*Source information:*

use crate::database::models::{Coin, CoinsData};
use crate::database::{CoinRepository, StoreError};
use crate::dexscreener::{DexScreenerClient, MarketData, SyncResult};
use crate::sync::status::SyncStatus;
use chrono::{DateTime, Utc};
use parking_lot::Mutex;
use serde::{Deserialize, Deserializer, Serialize};
use serde_json::Value;
use std::collections::HashMap;
use std::sync::Arc;
use thiserror::Error;
use utoipa::ToSchema;

pub const ALREADY_RUNNING_MESSAGE: &str = "Sync is already running";
const ABORTED_MESSAGE: &str = "Sync pass aborted before completion";

/// Pass-level failures; per-coin failures never end up here
#[derive(Debug, Error)]
pub enum SyncError {
    #[error("DexScreener API is currently unavailable")]
    ApiUnavailable,

    #[error("Failed to save coin data: {0}")]
    Store(#[from] StoreError),
}

/// Which coins a pass should consider
///
/// Deserialization is lenient: fields of the wrong type fall back to their
/// defaults instead of rejecting the request.
#[derive(Debug, Clone, Default, Deserialize, ToSchema)]
#[serde(rename_all = "camelCase")]
pub struct SyncOptions {
    /// Restrict the pass to these coin ids; `None` means all coins
    ///
    /// A missing or empty `coinIds` array parses to `None`. A non-empty array
    /// keeps only its string entries, so `[42]` targets nothing.
    #[serde(default, deserialize_with = "lenient_coin_ids")]
    #[schema(value_type = Option<Vec<String>>)]
    pub coin_ids: Option<Vec<String>>,

    /// Ignore the minimum refresh interval
    #[serde(default, deserialize_with = "lenient_bool")]
    pub force_sync: bool,
}

fn lenient_coin_ids<'de, D>(deserializer: D) -> Result<Option<Vec<String>>, D::Error>
where
    D: Deserializer<'de>,
{
    let ids = match Value::deserialize(deserializer)? {
        Value::Array(ids) if !ids.is_empty() => Some(
            ids.into_iter()
                .filter_map(|id| match id {
                    Value::String(id) => Some(id),
                    _ => None,
                })
                .collect(),
        ),
        _ => None,
    };
    Ok(ids)
}

fn lenient_bool<'de, D>(deserializer: D) -> Result<bool, D::Error>
where
    D: Deserializer<'de>,
{
    Ok(Value::deserialize(deserializer)?.as_bool().unwrap_or(false))
}

impl SyncOptions {
    pub fn forced() -> Self {
        Self {
            coin_ids: None,
            force_sync: true,
        }
    }
}

/// Summary of one pass
#[derive(Debug, Clone, PartialEq, Serialize, ToSchema)]
#[serde(rename_all = "camelCase")]
pub struct SyncOutcome {
    pub success: bool,
    pub message: String,
    pub synced_coins: usize,
    pub failed_coins: usize,
    pub errors: Vec<String>,
}

impl SyncOutcome {
    fn already_running() -> Self {
        Self {
            success: false,
            message: ALREADY_RUNNING_MESSAGE.to_string(),
            synced_coins: 0,
            failed_coins: 0,
            errors: Vec::new(),
        }
    }

    pub fn is_already_running(&self) -> bool {
        !self.success && self.message == ALREADY_RUNNING_MESSAGE
    }
}

#[derive(Default)]
struct Tally {
    synced: usize,
    failed: usize,
    errors: Vec<String>,
}

/// Holds the running flag for one pass and always gives it back
///
/// Dropping without `finish` means the pass panicked or was cancelled.
struct RunGuard<'a> {
    status: &'a Mutex<SyncStatus>,
    finished: bool,
}

impl RunGuard<'_> {
    fn finish(mut self, last_error: Option<String>) {
        let mut status = self.status.lock();
        status.is_running = false;
        status.last_sync_at = Some(Utc::now());
        status.last_error = last_error;
        self.finished = true;
    }
}

impl Drop for RunGuard<'_> {
    fn drop(&mut self) {
        if self.finished {
            return;
        }

        tracing::error!("{}", ABORTED_MESSAGE);
        let mut status = self.status.lock();
        status.is_running = false;
        status.last_sync_at = Some(Utc::now());
        status.last_error = Some(ABORTED_MESSAGE.to_string());
    }
}

/// Sync orchestrator
///
/// Runs sync passes: pick stale coins, fetch their market data, merge the
/// results into the store. At most one pass is in flight at any time.
pub struct SyncOrchestrator {
    client: DexScreenerClient,
    repository: Arc<dyn CoinRepository>,
    status: Mutex<SyncStatus>,
    min_sync_interval: chrono::Duration,
}

impl SyncOrchestrator {
    pub fn new(client: DexScreenerClient, repository: Arc<dyn CoinRepository>) -> Self {
        let min_sync_interval = client.config().min_sync_interval();

        Self {
            client,
            repository,
            status: Mutex::new(SyncStatus::default()),
            min_sync_interval,
        }
    }

    /// Snapshot of the current status
    pub fn status(&self) -> SyncStatus {
        self.status.lock().clone()
    }

    pub fn is_running(&self) -> bool {
        self.status.lock().is_running
    }

    pub fn set_next_sync_at(&self, next: Option<DateTime<Utc>>) {
        self.status.lock().next_sync_at = next;
    }

    /// Whether a coin is due for a refresh
    pub fn should_sync(&self, coin: &Coin, now: DateTime<Utc>) -> bool {
        match coin.last_sync_at {
            None => true,
            Some(last) => now.signed_duration_since(last) >= self.min_sync_interval,
        }
    }

    fn try_begin(&self) -> Option<RunGuard<'_>> {
        let mut status = self.status.lock();
        if status.is_running {
            return None;
        }

        status.is_running = true;
        status.last_error = None;
        status.total_coins = 0;
        status.synced_coins = 0;
        status.failed_coins = 0;

        Some(RunGuard {
            status: &self.status,
            finished: false,
        })
    }

    /// Run one sync pass
    ///
    /// Returns immediately with "Sync is already running" if another pass
    /// holds the flag.
    pub async fn run_sync(&self, options: SyncOptions) -> SyncOutcome {
        let Some(guard) = self.try_begin() else {
            tracing::warn!("Sync requested while another pass is running");
            return SyncOutcome::already_running();
        };

        let mut tally = Tally::default();

        match self.execute(&options, &mut tally).await {
            Ok(outcome) => {
                guard.finish(outcome.errors.first().cloned());
                tracing::info!("✅ {}", outcome.message);
                outcome
            }
            Err(e) => {
                let reason = e.to_string();
                tracing::error!("❌ Sync failed: {}", reason);

                self.status.lock().failed_coins = tally.failed;
                guard.finish(Some(reason.clone()));

                SyncOutcome {
                    success: false,
                    message: format!("Sync failed: {}", reason),
                    synced_coins: tally.synced,
                    failed_coins: tally.failed,
                    errors: vec![reason],
                }
            }
        }
    }

    async fn execute(
        &self,
        options: &SyncOptions,
        tally: &mut Tally,
    ) -> Result<SyncOutcome, SyncError> {
        if !self.client.check_health().await {
            return Err(SyncError::ApiUnavailable);
        }

        let data = self.repository.read_all().await;
        let targets = self.select_targets(data, options, Utc::now());
        self.status.lock().total_coins = targets.len();

        if targets.is_empty() {
            tracing::info!("No coins need syncing");
            return Ok(SyncOutcome {
                success: true,
                message: "No coins need syncing".to_string(),
                synced_coins: 0,
                failed_coins: 0,
                errors: Vec::new(),
            });
        }

        tracing::info!("🔄 Starting sync for {} coins", targets.len());

        let addresses: Vec<String> = targets
            .iter()
            .map(|coin| coin.contract_address.clone())
            .collect();
        let results = self.client.fetch_many(&addresses).await;

        let mut updates: HashMap<String, MarketData> = HashMap::new();
        for coin in &targets {
            match results.get(&coin.contract_address) {
                Some(SyncResult {
                    success: true,
                    data: Some(data),
                    ..
                }) => {
                    tracing::debug!("Synced market data for {}", coin.symbol);
                    updates.insert(coin.id.clone(), data.clone());
                    tally.synced += 1;
                }
                other => {
                    let reason = other
                        .and_then(|result| result.error.clone())
                        .unwrap_or_else(|| "No result returned".to_string());
                    let message = format!("Failed to sync {}: {}", coin.symbol, reason);

                    tracing::warn!("{}", message);
                    tally.failed += 1;
                    tally.errors.push(message);
                }
            }
        }

        {
            let mut status = self.status.lock();
            status.synced_coins = tally.synced;
            status.failed_coins = tally.failed;
        }

        if !updates.is_empty() {
            self.repository
                .update(Box::new(move |data: &mut CoinsData| {
                    for coin in data.coins.iter_mut() {
                        if let Some(market_data) = updates.get(&coin.id) {
                            coin.apply_market_data(market_data);
                        }
                    }
                    Ok(())
                }))
                .await?;
        }

        Ok(SyncOutcome {
            success: tally.synced > 0 || tally.failed == 0,
            message: format!(
                "Sync completed: {} synced, {} failed",
                tally.synced, tally.failed
            ),
            synced_coins: tally.synced,
            failed_coins: tally.failed,
            errors: std::mem::take(&mut tally.errors),
        })
    }

    fn select_targets(
        &self,
        data: CoinsData,
        options: &SyncOptions,
        now: DateTime<Utc>,
    ) -> Vec<Coin> {
        let ids = options.coin_ids.as_deref();

        data.coins
            .into_iter()
            .filter(|coin| ids.map_or(true, |ids| ids.contains(&coin.id)))
            .filter(|coin| options.force_sync || self.should_sync(coin, now))
            .collect()
    }

    /// Refresh one coin immediately, ignoring staleness and the running flag
    pub async fn sync_single_coin(&self, coin_id: &str) -> SyncResult {
        let Some(coin) = self.repository.find_by_id(coin_id).await else {
            return SyncResult::failed("Coin not found");
        };

        let result = self.client.fetch_one(&coin.contract_address).await;

        if let Some(market_data) = result.data.clone().filter(|_| result.success) {
            let id = coin.id.clone();
            let saved = self
                .repository
                .update(Box::new(move |data: &mut CoinsData| {
                    if let Some(coin) = data.find_coin_mut(&id) {
                        coin.apply_market_data(&market_data);
                    }
                    Ok(())
                }))
                .await;

            if let Err(e) = saved {
                tracing::error!("Failed to save market data for {}: {}", coin.symbol, e);
                return SyncResult::failed(SyncError::from(e).to_string());
            }

            tracing::info!("Synced market data for {}", coin.symbol);
        }

        result
    }
}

*What you need to do:* In the entries above, please find the line with "-> Result<SyncOutcome, SyncError>" and the line with "let targets = self.select_targets(data, options, Utc::now());", then write out exactly those two lines and every line between them, and nothing more.

*Task answer:*
    ) -> Result<SyncOutcome, SyncError> {
        if !self.client.check_health().await {
            return Err(SyncError::ApiUnavailable);
        }

        let data = self.repository.read_all().await;
        let targets = self.select_targets(data, options, Utc::now());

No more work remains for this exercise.